Saturday, January 17, 2015
No ideal world for Charlie
By Marcelo García
Politics & The Press
Politics & The Press
In mid-December, the US Federal Reserve met in Washington to discuss the economic outlook and define monetary policy, as it does eight times a year. The minutes of the meeting, published last week, reveal that the members of the board spent quite some time discussing how to communicate their decision, aware that the talking points coming out of their financial powwow have a ripple effect across the world’s economy.
“Most participants agreed that it would be useful to state that the Committee judges that it can be patient in beginning to normalize the stance of monetary policy,” read the minutes (available here http://www.federalreserve.gov/monetarypolicy/fomcminutes20141217.htm). “They noted that such language would provide more flexibility to adjust policy in response to incoming information than the previous language, which had tied the beginning of normalization to the end of the asset purchase programme.”
What did the Fed want to communicate? That the timing for a hike in interest rates, expected sometime this year, was not predetermined and would depend on the influx of economic data. After some discussion, they agreed that the word “patience” conveyed the idea OK. And so the official statement released after the meeting goes, “Based on its current assessment, the Committee judges that it can be patient in beginning to normalize the stance of monetary policy.”

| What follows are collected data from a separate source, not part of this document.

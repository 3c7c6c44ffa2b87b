//! Sandbox core.
//!
//! The controller owns the child, its limit group and the two background
//! watchers (limit monitor and wall-clock watchdog). Compilation lives in
//! the judge layer.

pub mod controller;
pub mod monitor;
pub mod watchdog;

pub use controller::{LaunchRequest, SandboxedProcess};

A responsible use of language is one condition for institutions and organizations with clout to last through time. As the guardian of the value of arguably the most cherished good on Earth (the US dollar) the Federal Reserve’s public word has enormous influence so its members act accordingly (i.e. with great caution).

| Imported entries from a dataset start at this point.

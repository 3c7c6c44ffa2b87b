//! Command-driven compilation into a run-scoped workspace.

use crate::config::types::SandboxConfig;
use crate::core::controller::{LaunchRequest, SandboxedProcess};
use crate::judge::workspace::Workspace;
use crate::judge::{Executor, JudgeError};
use crate::kernel::fd::cloexec_pipe;
use std::fs::File;
use std::io::Read;
use std::path::{Path, PathBuf};
use std::process::{Child, Command, Stdio};

/// How a compiled artifact is started
#[derive(Clone, Debug, PartialEq, Eq)]
pub enum Launcher {
    /// Run the artifact itself
    Direct,
    /// `runtime <artifact>`, e.g. a managed runtime
    Runtime(PathBuf),
    /// `harness <workdir> <artifact>`; the harness reports uncaught
    /// exceptions with the feedback sentinel
    Harness(PathBuf),
}

/// Compiler invocation for one language
#[derive(Clone, Debug)]
pub struct CompilerSpec {
    pub program: PathBuf,
    /// Arguments; `{source}` and `{output}` are substituted
    pub args: Vec<String>,
    /// Source file extension without the dot
    pub extension: String,
    /// Appended to the problem id to name the artifact
    pub artifact_suffix: String,
    pub launcher: Launcher,
}

impl CompilerSpec {
    pub fn new<I, S>(program: impl Into<PathBuf>, args: I, extension: &str) -> Self
    where
        I: IntoIterator<Item = S>,
        S: Into<String>,
    {
        Self {
            program: program.into(),
            args: args.into_iter().map(Into::into).collect(),
            extension: extension.to_string(),
            artifact_suffix: String::new(),
            launcher: Launcher::Direct,
        }
    }

    pub fn c() -> Self {
        Self::new("gcc", ["-O2", "-std=c11", "-o", "{output}", "{source}", "-lm"], "c")
    }

    pub fn cpp() -> Self {
        Self::new("g++", ["-O2", "-std=c++17", "-o", "{output}", "{source}"], "cpp")
    }

    pub fn csharp() -> Self {
        Self::new("mcs", ["-nologo", "-optimize+", "-out:{output}", "{source}"], "cs")
            .with_artifact_suffix(".exe")
            .with_launcher(Launcher::Runtime(PathBuf::from("mono")))
    }

    pub fn with_artifact_suffix(mut self, suffix: &str) -> Self {
        self.artifact_suffix = suffix.to_string();
        self
    }

    pub fn with_launcher(mut self, launcher: Launcher) -> Self {
        self.launcher = launcher;
        self
    }

    pub fn with_harness(self, harness: impl Into<PathBuf>) -> Self {
        self.with_launcher(Launcher::Harness(harness.into()))
    }

    fn render_args(&self, source: &Path, output: &Path) -> Vec<String> {
        let source = source.to_string_lossy();
        let output = output.to_string_lossy();
        self.args
            .iter()
            .map(|arg| arg.replace("{source}", &source).replace("{output}", &output))
            .collect()
    }
}

/// Run the compiler with stderr merged into stdout; returns (success, output).
fn run_compiler(spec: &CompilerSpec, args: &[String], workdir: &Path) -> Result<(bool, String), JudgeError> {
    let (reader, writer) = cloexec_pipe()?;
    let writer_err = writer.try_clone()?;
    let mut command = Command::new(&spec.program);
    command
        .args(args)
        .current_dir(workdir)
        .stdin(Stdio::null())
        .stdout(Stdio::from(writer))
        .stderr(Stdio::from(writer_err));
    let mut child = command.spawn().map_err(|e| {
        JudgeError::Io(std::io::Error::new(
            e.kind(),
            format!("Failed to start compiler {}: {}", spec.program.display(), e),
        ))
    })?;
    // The command still owns our copies of the write end.
    drop(command);

    let mut output = Vec::new();
    File::from(reader).read_to_end(&mut output)?;
    let status = child.wait()?;
    Ok((status.success(), String::from_utf8_lossy(&output).into_owned()))
}

/// A compiled submission ready to be launched
pub struct CompiledExecutor {
    workspace: Workspace,
    artifact: PathBuf,
    launcher: Launcher,
    warning: Option<String>,
}

impl CompiledExecutor {
    /// Compile `source` for `problem_id` in a fresh temp workspace.
    pub fn compile(spec: &CompilerSpec, problem_id: &str, source: &[u8]) -> Result<Self, JudgeError> {
        Self::compile_in(Workspace::in_temp_dir()?, spec, problem_id, source)
    }

    pub fn compile_in(
        workspace: Workspace,
        spec: &CompilerSpec,
        problem_id: &str,
        source: &[u8],
    ) -> Result<Self, JudgeError> {
        let source_path =
            workspace.write_file(&format!("{}.{}", problem_id, spec.extension), source)?;
        let artifact = workspace.file(&format!("{}{}", problem_id, spec.artifact_suffix));
        let args = spec.render_args(&source_path, &artifact);

        log::info!(
            "Compiling {} with {} in {}",
            source_path.display(),
            spec.program.display(),
            workspace.dir().display()
        );
        let (success, output) = run_compiler(spec, &args, workspace.dir())?;
        if !success {
            log::debug!("Compilation of {} failed", problem_id);
            return Err(JudgeError::Compile { output });
        }
        let warning = if output.trim().is_empty() {
            None
        } else {
            Some(output)
        };
        Ok(Self {
            workspace,
            artifact,
            launcher: spec.launcher.clone(),
            warning,
        })
    }

    /// Non-empty compiler output of a successful compilation.
    pub fn warning(&self) -> Option<&str> {
        self.warning.as_deref()
    }

    pub fn artifact(&self) -> &Path {
        &self.artifact
    }

    pub fn workdir(&self) -> &Path {
        self.workspace.dir()
    }

    /// Program and leading arguments used to start the artifact.
    fn command_line(&self) -> (PathBuf, Vec<String>) {
        let artifact = self.artifact.to_string_lossy().into_owned();
        match &self.launcher {
            Launcher::Direct => (self.artifact.clone(), Vec::new()),
            Launcher::Runtime(runtime) => (runtime.clone(), vec![artifact]),
            Launcher::Harness(harness) => (
                harness.clone(),
                vec![self.workdir().to_string_lossy().into_owned(), artifact],
            ),
        }
    }
}

impl Executor for CompiledExecutor {
    fn launch(
        &self,
        time_limit: f64,
        memory_limit: u64,
        config: &SandboxConfig,
    ) -> Result<SandboxedProcess, JudgeError> {
        let (program, args) = self.command_line();
        let request = LaunchRequest::new(program, self.workdir(), time_limit, memory_limit).args(args);
        Ok(SandboxedProcess::launch(&request, config)?)
    }

    fn launch_unsafe(&self, args: &[String]) -> Result<Child, JudgeError> {
        let (program, mut leading) = self.command_line();
        leading.extend(args.iter().cloned());
        let child = Command::new(program)
            .args(leading)
            .current_dir(self.workdir())
            .stdin(Stdio::piped())
            .stdout(Stdio::piped())
            .stderr(Stdio::piped())
            .spawn()?;
        Ok(child)
    }
}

The debate on freedom of expression triggered by the brutal attack on the French satirical magazine Charlie Hebdo circles around the responsible use of language. The world was quick to unanimously condemn the attacks and mourn the victims but continues to deliberate whether the language used by publications like Charlie Hebdo is acceptable in a world plagued with unjustified violence justified by religious beliefs.
After the initial shock and the staunch defense of freedom of speech by the millions who took to the streets in France and then purchased the special Charlie Hebdo issue (which again insisted on featuring Prophet Mohammed on its cover), a reality that looks more gray than black and white started to sprout.

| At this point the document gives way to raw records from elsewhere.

//! Sandboxed process controller.
//!
//! Launch order: create the limit group, fork the child parked at its gate,
//! attach it, start the limit monitor, release the gate, start the
//! wall-clock watchdog. Finalization reaps the child, merges the post-hoc
//! limit comparison into the verdict flags and collects the monitor.

use crate::config::types::{BackendKind, Result, SandboxConfig, SandboxError};
use crate::core::monitor::{start_monitor, MonitorHandle};
use crate::core::watchdog::Watchdog;
use crate::exec::preexec::PendingChild;
use crate::exec::spawn::SpawnPlan;
use crate::kernel::cgroup::backend::{backend_name, create_limit_group, GroupLimits, LimitGroup};
use crate::kernel::accounting::program_peak_kb;
use crate::kernel::process::{ChildProcess, ExitRecord};
use crate::utils::output::{communicate, CapturedOutput, StreamCeilings};
use crate::verdict::feedback::FeedbackExtractor;
use crate::verdict::flags::VerdictFlags;
use crate::verdict::stats::{classify, ExecutionReport, ExecutionStats};
use chrono::{DateTime, Utc};
use nix::unistd::Pid;
use serde::{Deserialize, Serialize};
use std::fs::File;
use std::path::PathBuf;
use std::sync::Arc;
use std::time::{Duration, Instant};

/// Upper bound on waiting for the monitor once the child is reaped.
const MONITOR_COLLECT_TIMEOUT: Duration = Duration::from_secs(1);

/// Largest accepted time limit in seconds (one day).
pub const MAX_TIME_LIMIT: f64 = 86_400.0;

/// What to run and under which limits
#[derive(Clone, Debug, Serialize, Deserialize)]
pub struct LaunchRequest {
    pub executable: PathBuf,
    #[serde(default)]
    pub args: Vec<String>,
    pub workdir: PathBuf,
    /// CPU and wall-clock budget in seconds
    pub time_limit: f64,
    /// Memory ceiling in KiB
    pub memory_limit: u64,
}

impl LaunchRequest {
    pub fn new(
        executable: impl Into<PathBuf>,
        workdir: impl Into<PathBuf>,
        time_limit: f64,
        memory_limit: u64,
    ) -> Self {
        Self {
            executable: executable.into(),
            args: Vec::new(),
            workdir: workdir.into(),
            time_limit,
            memory_limit,
        }
    }

    pub fn arg(mut self, arg: impl Into<String>) -> Self {
        self.args.push(arg.into());
        self
    }

    pub fn args<I, S>(mut self, args: I) -> Self
    where
        I: IntoIterator<Item = S>,
        S: Into<String>,
    {
        self.args.extend(args.into_iter().map(Into::into));
        self
    }

    pub fn validate(&self) -> Result<()> {
        if !self.time_limit.is_finite() || self.time_limit <= 0.0 {
            return Err(SandboxError::Config(format!(
                "time limit must be a positive number of seconds, got {}",
                self.time_limit
            )));
        }
        if self.time_limit > MAX_TIME_LIMIT {
            return Err(SandboxError::Config(format!(
                "time limit of {}s exceeds the maximum of {}s",
                self.time_limit, MAX_TIME_LIMIT
            )));
        }
        if self.memory_limit == 0 {
            return Err(SandboxError::Config(
                "memory limit must be positive".to_string(),
            ));
        }
        if self.executable.as_os_str().is_empty() {
            return Err(SandboxError::Config("empty executable path".to_string()));
        }
        if !self.workdir.is_dir() {
            return Err(SandboxError::Setup(format!(
                "working directory does not exist: {}",
                self.workdir.display()
            )));
        }
        Ok(())
    }
}

/// One launched attempt of an untrusted program
pub struct SandboxedProcess {
    stdin: Option<File>,
    stdout: Option<File>,
    stderr: Option<File>,
    child: Arc<ChildProcess>,
    flags: Arc<VerdictFlags>,
    watchdog: Option<Watchdog>,
    monitor: Option<MonitorHandle>,
    extractor: FeedbackExtractor,
    time_limit: f64,
    memory_limit: u64,
    forced_exit_code: i32,
    returncode: Option<i32>,
    stats: Option<ExecutionStats>,
    feedback: Option<String>,
    captured: Option<CapturedOutput>,
    started_at: DateTime<Utc>,
    started: Instant,
    finished_at: Option<DateTime<Utc>>,
    wall_time: Option<Duration>,
    // Dropped last: the group outlives the child it contains.
    group: Box<dyn LimitGroup>,
}

impl SandboxedProcess {
    /// Launch `request` under `config`. Any failure before the child runs is
    /// returned as an error and leaves neither child nor group behind.
    pub fn launch(request: &LaunchRequest, config: &SandboxConfig) -> Result<Self> {
        request.validate()?;
        config.validate()?;
        let limits = GroupLimits::new(
            request.time_limit,
            request.memory_limit,
            config.process_limit,
        );
        let group = create_limit_group(config, limits)?;
        Self::launch_in(request, config, group)
    }

    /// Launch into an already created group.
    pub(crate) fn launch_in(
        request: &LaunchRequest,
        config: &SandboxConfig,
        group: Box<dyn LimitGroup>,
    ) -> Result<Self> {
        let extractor = FeedbackExtractor::for_config(&config.feedback)?;
        let limits = *group.limits();
        let plan = SpawnPlan::new(
            &request.executable,
            &request.args,
            &request.workdir,
            limits.child_rlimits(),
        )?;
        let flags = Arc::new(VerdictFlags::new());
        let interval = Duration::from_millis(config.sample_interval_ms);

        let started_at = Utc::now();
        let started = Instant::now();
        let (armed, monitor) = PendingChild::spawn(&plan)?
            .attach(group.as_ref())?
            .arm(|child| {
                let source = group.open_notifications(child, interval)?;
                start_monitor(source, group.id().clone(), Arc::clone(child), Arc::clone(&flags))
            })?;
        let (child, pipes) = armed.resume()?;
        if !child.has_pidfd() {
            log::debug!("No pidfd for child {}, falling back to polling waits", child.pid());
        }

        log::info!(
            "Launched {} as pid {} (backend={}, time_limit={}s, memory_limit={}KB)",
            request.executable.display(),
            child.pid(),
            backend_name(group.kind()),
            request.time_limit,
            request.memory_limit
        );

        let mut process = SandboxedProcess {
            stdin: Some(pipes.stdin),
            stdout: Some(pipes.stdout),
            stderr: Some(pipes.stderr),
            child,
            flags,
            watchdog: None,
            monitor: Some(monitor),
            extractor,
            time_limit: request.time_limit,
            memory_limit: request.memory_limit,
            forced_exit_code: config.forced_exit_code,
            returncode: None,
            stats: None,
            feedback: None,
            captured: None,
            started_at,
            started,
            finished_at: None,
            wall_time: None,
            group,
        };
        // On failure the half-built process is dropped, which kills the child.
        process.watchdog = Some(Watchdog::start(
            Arc::clone(&process.child),
            Arc::clone(&process.flags),
            limits.wall_limit(),
        )?);
        Ok(process)
    }

    fn record_exit(&mut self, record: ExitRecord) -> i32 {
        if let Some(code) = self.returncode {
            return code;
        }
        // Nothing may outlive the leader; this also unblocks readers of
        // pipes a background process still holds.
        if self.child.kill_group() {
            log::warn!("Killed processes left behind by child {}", self.child.pid());
        }
        let observed = self
            .child
            .observed_peak_kb()
            .max(self.group.peak_memory_kb().unwrap_or(0));
        let max_memory = program_peak_kb(record.usage.max_rss_kb, self.child.fork_image_kb(), observed);
        let stats = ExecutionStats::from_record(&record, max_memory);
        let (tle, mle) = stats.limit_violations(self.time_limit, self.memory_limit);
        self.flags.merge(tle, mle);
        log::debug!(
            "Child {} finished: status={:?} cpu={:.3}s rss={}KB (rusage {}KB, fork image {}KB)",
            self.child.pid(),
            record.status,
            stats.execution_time,
            stats.max_memory,
            record.usage.max_rss_kb,
            self.child.fork_image_kb()
        );
        self.returncode = Some(record.status.returncode(self.forced_exit_code));
        self.stats = Some(stats);
        self.attribute_limit_kill();
        self.finished_at = Some(Utc::now());
        self.wall_time = Some(record.reaped_at.saturating_duration_since(self.started));
        if let Some(mut watchdog) = self.watchdog.take() {
            watchdog.cancel();
        }
        self.returncode.unwrap_or(self.forced_exit_code)
    }

    /// Map a SIGKILL death that followed a memory violation onto the forced
    /// exit code; the kernel's OOM kill can beat the monitor to it.
    fn attribute_limit_kill(&mut self) {
        let mle = self.flags.mle();
        if let Some(stats) = self.stats.as_mut() {
            let status = stats.status.attribute_limit_kill(mle);
            if status != stats.status {
                stats.status = status;
                self.returncode = Some(status.returncode(self.forced_exit_code));
            }
        }
    }

    /// Reap, record statistics and collect the monitor outcome.
    fn finalize(&mut self) -> Result<i32> {
        let record = self.child.wait()?;
        let code = self.record_exit(record);
        let collected = match self.monitor.take() {
            Some(monitor) => monitor.finish(MONITOR_COLLECT_TIMEOUT).map(|_| ()),
            None => Ok(()),
        };
        self.attribute_limit_kill();
        collected?;
        Ok(self.returncode.unwrap_or(code))
    }

    /// Wait up to the time limit. On timeout `tle` is raised and the child is
    /// killed with the forced exit code.
    pub fn wait(&mut self) -> Result<i32> {
        if let Some(code) = self.returncode {
            return Ok(code);
        }
        let limit = Duration::from_millis((self.time_limit * 1000.0).ceil() as u64);
        if self.child.wait_timeout(limit)?.is_none() {
            self.flags.mark_tle();
            log::warn!(
                "Child {} still running after {:?}, terminating",
                self.child.pid(),
                limit
            );
            self.child.terminate_and_reap()?;
        }
        self.finalize()
    }

    /// Non-blocking exit check.
    pub fn poll(&mut self) -> Result<Option<i32>> {
        if let Some(code) = self.returncode {
            return Ok(Some(code));
        }
        Ok(self.child.try_wait()?.map(|record| self.record_exit(record)))
    }

    fn exchange(&mut self, input: Option<&[u8]>, ceilings: StreamCeilings) -> Result<(Vec<u8>, Vec<u8>)> {
        let drained = communicate(
            self.stdin.take(),
            input,
            self.stdout.take(),
            self.stderr.take(),
            ceilings,
        );
        let finalized = self.finalize();
        let captured = drained?;
        self.feedback = self.extractor.extract(&captured.stderr);
        let result = (captured.stdout.clone(), captured.stderr.clone());
        self.captured = Some(captured);
        finalized?;
        Ok(result)
    }

    /// Feed `input`, drain both streams completely and finalize.
    pub fn communicate(&mut self, input: Option<&[u8]>) -> Result<(Vec<u8>, Vec<u8>)> {
        self.exchange(input, StreamCeilings::unbounded())
    }

    /// Like [`communicate`](Self::communicate) but keeps at most the given
    /// number of bytes per stream while still draining the pipes.
    pub fn safe_communicate(
        &mut self,
        input: Option<&[u8]>,
        stdout_limit: usize,
        stderr_limit: usize,
    ) -> Result<(Vec<u8>, Vec<u8>)> {
        self.exchange(input, StreamCeilings::bounded(stdout_limit, stderr_limit))
    }

    pub fn tle(&self) -> bool {
        self.flags.tle()
    }

    pub fn mle(&self) -> bool {
        self.flags.mle()
    }

    /// CPU seconds; available once the child was reaped.
    pub fn execution_time(&self) -> Option<f64> {
        self.stats.map(|s| s.execution_time)
    }

    /// Peak resident memory in KiB; available once the child was reaped.
    pub fn max_memory(&self) -> Option<u64> {
        self.stats.map(|s| s.max_memory)
    }

    pub fn feedback(&self) -> Option<&str> {
        self.feedback.as_deref()
    }

    pub fn returncode(&self) -> Option<i32> {
        self.returncode
    }

    pub fn pid(&self) -> Pid {
        self.child.pid()
    }

    pub fn backend(&self) -> BackendKind {
        self.group.kind()
    }

    pub fn time_limit(&self) -> f64 {
        self.time_limit
    }

    pub fn memory_limit(&self) -> u64 {
        self.memory_limit
    }

    pub fn report(&self) -> ExecutionReport {
        let captured = self.captured.clone().unwrap_or_default();
        let now = Utc::now();
        ExecutionReport {
            status: classify(self.tle(), self.mle(), self.returncode, self.feedback()),
            tle: self.tle(),
            mle: self.mle(),
            returncode: self.returncode,
            forced: self.stats.map_or(false, |s| s.status.is_forced()),
            execution_time: self.execution_time().unwrap_or(0.0),
            max_memory: self.max_memory().unwrap_or(0),
            feedback: self.feedback.clone(),
            stdout: String::from_utf8_lossy(&captured.stdout).into_owned(),
            stderr: String::from_utf8_lossy(&captured.stderr).into_owned(),
            stdout_integrity: captured.stdout_integrity,
            stderr_integrity: captured.stderr_integrity,
            backend: backend_name(self.backend()).to_string(),
            started_at: self.started_at,
            finished_at: self.finished_at.unwrap_or(now),
            wall_time: self
                .wall_time
                .unwrap_or_else(|| self.started.elapsed())
                .as_secs_f64(),
            error: None,
        }
    }
}

impl Drop for SandboxedProcess {
    fn drop(&mut self) {
        if self.child.exit_record().is_none() {
            log::warn!("Dropping running child {}, terminating", self.child.pid());
            if let Err(e) = self.child.terminate_and_reap() {
                log::error!("Failed to reap child {} on drop: {}", self.child.pid(), e);
            }
        }
        if let Some(mut watchdog) = self.watchdog.take() {
            watchdog.cancel();
        }
        // The monitor must stop reading group files before the group goes.
        if let Some(monitor) = self.monitor.take() {
            if let Err(e) = monitor.finish(MONITOR_COLLECT_TIMEOUT) {
                log::debug!("Monitor ended with error during drop: {}", e);
            }
        }
    }
}

impl std::fmt::Debug for SandboxedProcess {
    fn fmt(&self, f: &mut std::fmt::Formatter<'_>) -> std::fmt::Result {
        f.debug_struct("SandboxedProcess")
            .field("pid", &self.child.pid())
            .field("group", self.group.id())
            .field("backend", &self.backend())
            .field("returncode", &self.returncode)
            .field("tle", &self.tle())
            .field("mle", &self.mle())
            .finish()
    }
}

One of those gray voices was that of Pope Francis.
“In freedom of expression there are limits,” the pope told journalist on a plane from Sri Lanka to the Philippines. And then he gave a fairly graphic example. Gesturing to his aide Alberto Gasparri, he went: “If my good friend Dr Gasparri says a curse word against my mother, he can expect a punch. It’s normal. It’s normal. You cannot provoke. You cannot insult the faith of others. You cannot make fun of the faith of others.”
Another was one co-founder of the magazine. The 80-year-old Henri Roussel said in an opinion piece published by the weekly Nouvel Observateur on the same day the new Charlie Hebdo issue came out that he was upset at slain editor Stephane “Charb” Charbonnier for “dragging” his team. “For years, decades even, we have been provoking and one day the provocation has turned against us,” he wrote.
The Charlie Hebdo cover featuring a weeping Prophet Mohammed holding a “Je Suis Charlie” sign was not proper language to a number of non-terrorist Islamic people and institutions. The editors said that they did not draw “the front page that the world wanted but it’s the one we wanted,” as if they were not part of the world, as the violence brutally reminded them last week.
It is not true that responsible use of language means giving up freedom of expression. On the contrary, it implies making freedom sustainable. In doubt? Ask the founder and owner of Facebook, Mark Zuckerberg, who made a point for free speech after the attack but also defended Facebook’s own restrictions and decision to abide by censorship rules in a number of countries. “One of the big questions that we struggle with: in an ideal world there would be way fewer laws restricting speech,” he said. “The reality is most countries do actually have laws restricting one point of speech or another ... So the real question is how do you navigate this?”
France is also navigating its free speech debate. Since the Charlie Hebdo attack, authorities have cracked down on people advocating or justifying — all in speech — terrorism. Some 100 people are under prosecution for this, according to press accounts. Many argue this could amount to a case of double standards in the handling of free speech. A prosecutor, for instance, brought a case against a man in Bourgoin-Jalieu for shouting outside a police station something like this, “They killed Charlie and I had a good laugh. In the past they killed Bin Laden, Saddam Hussein, Mohammed Merah and many brothers. If I didn’t have a father or mother, I would train in Syria.”
Mark (Mark) Zuckerberg’s words: the world is no ideal place.